Twilio (TWLO), originally recommended by Mike Cintolo in Cabot Growth Investor, hit another new high last Friday before pulling back with the market today. In his latest update, Mike wrote, “There weren’t many stocks that held up well during the entire market decline, but TWLO was one of them, and so it’s not surprising to see shares hit new highs in recent days. Granted, there has been some resistance around 100 in recent days and the volatility of the stock has been extreme; thus, like many names, it wouldn’t surprise us if the stock pulled back a few points (the 50-day line is down around 89) to shake some people out. Obviously, if we see a real implosion while the market continues higher, we’ll rethink our outlook, but right now, the story, numbers and overall chart picture look great. The next big event will be earnings, which are due out in just under a month (February 12).” BUY.

Van Eck Rare Earths/Strategic Metals (REMX), originally recommended by Carl Delfeld in Cabot Emerging Markets Investor, and featured here last week, is a diversification play with potential for great growth as technology requires more rare earths. Plus, it has a large yield (north of 13%), though that’s based on the fund’s irregular one-time payout around year-end. If you haven’t bought yet, you can buy here. BUY.

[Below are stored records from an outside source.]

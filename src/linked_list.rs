use std::fmt;
use std::iter::FromIterator;

#[derive(Debug, PartialEq, Eq, thiserror::Error)]
pub enum ListError {
    /// The operation needs at least one element, but the list holds none
    #[error("List is empty")]
    EmptyList,
    /// The requested position is negative or not smaller than the list length. IndexOutOfRange
    /// carries the index that was asked for and the length at the time of the call
    #[error("Index {index} is out of range for a list of length {len}")]
    IndexOutOfRange { index: isize, len: usize },
    /// remove() was asked for a value that no node holds
    #[error("Value not found in list")]
    NotFound,
}

type Link<T> = Option<Box<Node<T>>>;

struct Node<T> {
    value: T,
    next: Link<T>,
}

impl<T> Node<T> {
    pub fn new(value: T, next: Link<T>) -> Node<T> {
        Node { value, next }
    }
}

/// A singly linked list. The list owns its head node and every node owns its successor, so the
/// chain has no sharing and no cycles. The length is not cached: size() walks the chain.
pub struct LinkedList<T> {
    head: Link<T>,
}

/// Maps a signed index onto a position inside a list of length `len`.
fn check_index(index: isize, len: usize) -> Result<usize, ListError> {
    if index < 0 || index as usize >= len {
        log::trace!("Index {} rejected for list of length {}", index, len);
        return Err(ListError::IndexOutOfRange { index, len });
    }
    Ok(index as usize)
}

impl<T> LinkedList<T> {
    pub fn new() -> LinkedList<T> {
        LinkedList { head: None }
    }

    pub fn size(&self) -> usize {
        let mut size = 0;
        let mut current: &Link<T> = &self.head;
        while let Some(node) = current {
            size += 1;
            current = &node.next;
        }
        size
    }

    pub fn is_empty(&self) -> bool {
        self.head.is_none()
    }

    pub fn push_front(&mut self, value: T) {
        let new_node: Box<Node<T>> = Box::new(Node::new(value, self.head.take()));
        self.head = Some(new_node);
    }

    pub fn push_back(&mut self, value: T) {
        let tail = self.tail_link_mut();
        *tail = Some(Box::new(Node::new(value, None)));
    }

    /// Inserts `value` directly after the node at `index`. If there is no node at `index`
    /// (negative, or at/past the length) the list is left untouched and no error is returned.
    pub fn insert_after(&mut self, index: isize, value: T) {
        if index < 0 {
            log::trace!("insert_after({}) with negative index, nothing inserted", index);
            return;
        }
        match self.link_at_mut(index as usize).as_deref_mut() {
            Some(node) => {
                let new_node = Box::new(Node::new(value, node.next.take()));
                node.next = Some(new_node);
            }
            None => log::trace!("insert_after({}) is past the tail, nothing inserted", index),
        }
    }

    pub fn pop_front(&mut self) -> Result<T, ListError> {
        Self::unlink(&mut self.head).ok_or(ListError::EmptyList)
    }

    pub fn pop_back(&mut self) -> Result<T, ListError> {
        let len = self.size();
        if len == 0 {
            return Err(ListError::EmptyList);
        }
        // With one element this is the head link, which leaves the list empty.
        Self::unlink(self.link_at_mut(len - 1)).ok_or(ListError::EmptyList)
    }

    /// Removes the node at `index` and returns its value. The empty check happens before the
    /// bounds check.
    pub fn remove_at(&mut self, index: isize) -> Result<T, ListError> {
        if self.is_empty() {
            return Err(ListError::EmptyList);
        }
        let len = self.size();
        let position = check_index(index, len)?;
        Self::unlink(self.link_at_mut(position)).ok_or(ListError::IndexOutOfRange { index, len })
    }

    pub fn get_front(&self) -> Result<&T, ListError> {
        self.head
            .as_ref()
            .map(|node| &node.value)
            .ok_or(ListError::EmptyList)
    }

    pub fn get_back(&self) -> Result<&T, ListError> {
        let mut node: &Node<T> = self.head.as_deref().ok_or(ListError::EmptyList)?;
        while let Some(next) = node.next.as_deref() {
            node = next;
        }
        Ok(&node.value)
    }

    /// Returns the value at `index`. A negative index is rejected before the empty check.
    pub fn get_at(&self, index: isize) -> Result<&T, ListError> {
        if index < 0 {
            return Err(ListError::IndexOutOfRange {
                index,
                len: self.size(),
            });
        }
        if self.is_empty() {
            return Err(ListError::EmptyList);
        }
        let position = check_index(index, self.size())?;
        let mut current: &Link<T> = &self.head;
        for _ in 0..position {
            match current {
                Some(node) => current = &node.next,
                None => break,
            }
        }
        current
            .as_ref()
            .map(|node| &node.value)
            .ok_or_else(|| ListError::IndexOutOfRange {
                index,
                len: self.size(),
            })
    }

    /// Detaches the node held by `link`, splicing its successor into its place. The removed
    /// node's own next pointer is cleared first so freeing it never touches the rest of the chain.
    fn unlink(link: &mut Link<T>) -> Option<T> {
        let mut node = link.take()?;
        *link = node.next.take();
        Some(node.value)
    }

    /// Walks `position` steps from the head and returns the link found there. Stops early at the
    /// empty link after the tail.
    fn link_at_mut(&mut self, position: usize) -> &mut Link<T> {
        let mut current = &mut self.head;
        for _ in 0..position {
            match current {
                Some(node) => current = &mut node.next,
                None => break,
            }
        }
        current
    }

    fn tail_link_mut(&mut self) -> &mut Link<T> {
        let mut current = &mut self.head;
        while let Some(node) = current {
            current = &mut node.next;
        }
        current
    }
}

impl<T: PartialEq> LinkedList<T> {
    /// Removes the first node (scanning from the head) whose value equals `value`. Fails with
    /// NotFound, leaving the list unchanged, if no node matches.
    pub fn remove(&mut self, value: &T) -> Result<T, ListError> {
        if self.is_empty() {
            return Err(ListError::EmptyList);
        }
        let mut position = 0;
        let mut current: &Link<T> = &self.head;
        loop {
            match current {
                Some(node) if node.value == *value => break,
                Some(node) => {
                    position += 1;
                    current = &node.next;
                }
                None => {
                    log::trace!("remove() found no matching value in {} nodes", position);
                    return Err(ListError::NotFound);
                }
            }
        }
        Self::unlink(self.link_at_mut(position)).ok_or(ListError::NotFound)
    }
}

impl<T> Default for LinkedList<T> {
    fn default() -> Self {
        Self::new()
    }
}

impl<T: fmt::Display> fmt::Display for LinkedList<T> {
    fn fmt(&self, f: &mut fmt::Formatter<'_>) -> fmt::Result {
        write!(f, "Linked List:")?;
        let mut current: &Link<T> = &self.head;
        while let Some(node) = current {
            write!(f, " {}", node.value)?;
            current = &node.next;
        }
        Ok(())
    }
}

impl<T: fmt::Debug> fmt::Debug for LinkedList<T> {
    fn fmt(&self, f: &mut fmt::Formatter<'_>) -> fmt::Result {
        let mut entries = f.debug_list();
        let mut current: &Link<T> = &self.head;
        while let Some(node) = current {
            entries.entry(&node.value);
            current = &node.next;
        }
        entries.finish()
    }
}

impl<T: Clone> Clone for LinkedList<T> {
    fn clone(&self) -> Self {
        let mut list = LinkedList::new();
        let mut tail = &mut list.head;
        let mut current: &Link<T> = &self.head;
        while let Some(node) = current {
            tail = &mut tail.insert(Box::new(Node::new(node.value.clone(), None))).next;
            current = &node.next;
        }
        list
    }
}

impl<T: PartialEq> PartialEq for LinkedList<T> {
    fn eq(&self, other: &Self) -> bool {
        let mut current_a: &Link<T> = &self.head;
        let mut current_b: &Link<T> = &other.head;
        loop {
            match (current_a, current_b) {
                (Some(node_a), Some(node_b)) => {
                    if node_a.value != node_b.value {
                        return false;
                    }
                    current_a = &node_a.next;
                    current_b = &node_b.next;
                }
                (None, None) => return true,
                _ => return false,
            }
        }
    }
}

impl<T: Eq> Eq for LinkedList<T> {}

impl<T> Extend<T> for LinkedList<T> {
    fn extend<I: IntoIterator<Item = T>>(&mut self, iter: I) {
        let mut tail = self.tail_link_mut();
        for value in iter {
            tail = &mut tail.insert(Box::new(Node::new(value, None))).next;
        }
    }
}

impl<T> FromIterator<T> for LinkedList<T> {
    fn from_iter<I: IntoIterator<Item = T>>(iter: I) -> Self {
        let mut list = LinkedList::new();
        list.extend(iter);
        list
    }
}

impl<T> Drop for LinkedList<T> {
    fn drop(&mut self) {
        let mut current = self.head.take();
        while let Some(mut node) = current {
            current = node.next.take();
        }
    }
}
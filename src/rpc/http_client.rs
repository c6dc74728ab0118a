//! HTTP client construction policy for the RPC client.
//!
//! Centralizes networking defaults (user-agent, proxy compatibility) so the
//! client behaves the same in the binary and in tests.

use std::panic::{AssertUnwindSafe, catch_unwind};

use reqwest::{Client, ClientBuilder};
use tracing::warn;

use crate::user_agent;

use super::RpcError;

/// Builds the HTTP client used for JSON-RPC calls.
///
/// No request timeout is set: a call blocks until the service answers or
/// the connection fails.
///
/// # Errors
///
/// Returns [`RpcError::InvalidEndpoint`] when client construction fails.
pub(crate) fn build_rpc_http_client(endpoint: &str) -> Result<Client, RpcError> {
    match try_build_client(false) {
        Ok(client) => Ok(client),
        Err(BuildClientFailure::Panic) => {
            // Some restricted macOS sandbox environments panic when querying
            // system proxy settings. The endpoint is normally local, so retry
            // without proxy lookup.
            warn!("RPC client hit system proxy panic; using no-proxy fallback builder");
            match try_build_client(true) {
                Ok(client) => Ok(client),
                Err(BuildClientFailure::Panic) => Err(RpcError::invalid_endpoint(
                    endpoint,
                    "HTTP client construction panicked while initializing networking",
                )),
                Err(BuildClientFailure::Build(error)) => Err(RpcError::invalid_endpoint(
                    endpoint,
                    &format!("HTTP client construction failed: {error}"),
                )),
            }
        }
        Err(BuildClientFailure::Build(error)) => Err(RpcError::invalid_endpoint(
            endpoint,
            &format!("HTTP client construction failed: {error}"),
        )),
    }
}

enum BuildClientFailure {
    Panic,
    Build(reqwest::Error),
}

fn try_build_client(disable_proxy: bool) -> Result<Client, BuildClientFailure> {
    catch_unwind(AssertUnwindSafe(move || {
        let mut builder = base_builder();
        if disable_proxy {
            builder = builder.no_proxy();
        }
        builder.build().map_err(BuildClientFailure::Build)
    }))
    .map_err(|_| BuildClientFailure::Panic)?
}

fn base_builder() -> ClientBuilder {
    Client::builder().user_agent(user_agent::default_rpc_user_agent())
}

#[cfg(test)]
mod tests {
    use super::*;

    #[test]
    fn test_build_rpc_http_client_succeeds() {
        assert!(build_rpc_http_client("http://localhost:23119/better-bibtex/json-rpc").is_ok());
    }
}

Voya Financial (VOYA), originally recommended by Crista Huff of Cabot Undervalued Stocks Advisor for her Growth Portfolio, recorded eleven consecutive days of advances—and on heavy volume—before pulling back with the market today. That’s a strong sign of sponsorship! In her latest update, Crista wrote, “VOYA is a retirement, investment and insurance company serving approximately 14.7 million individual and institutional customers in the United States. Analysts expect EPS to increase 106% and 35.1% in 2018 and 2019, and the 2019 P/E is 8.5. Management intends to increase the dividend yield to 1% in 2019. At a price of 45.35, VOYA is up about 22% from its December lows, and fast approaching price resistance at 46. I expect a subsequent pullback.” I’ll downgrade the stock to hold now and see what kind of correction develops. HOLD.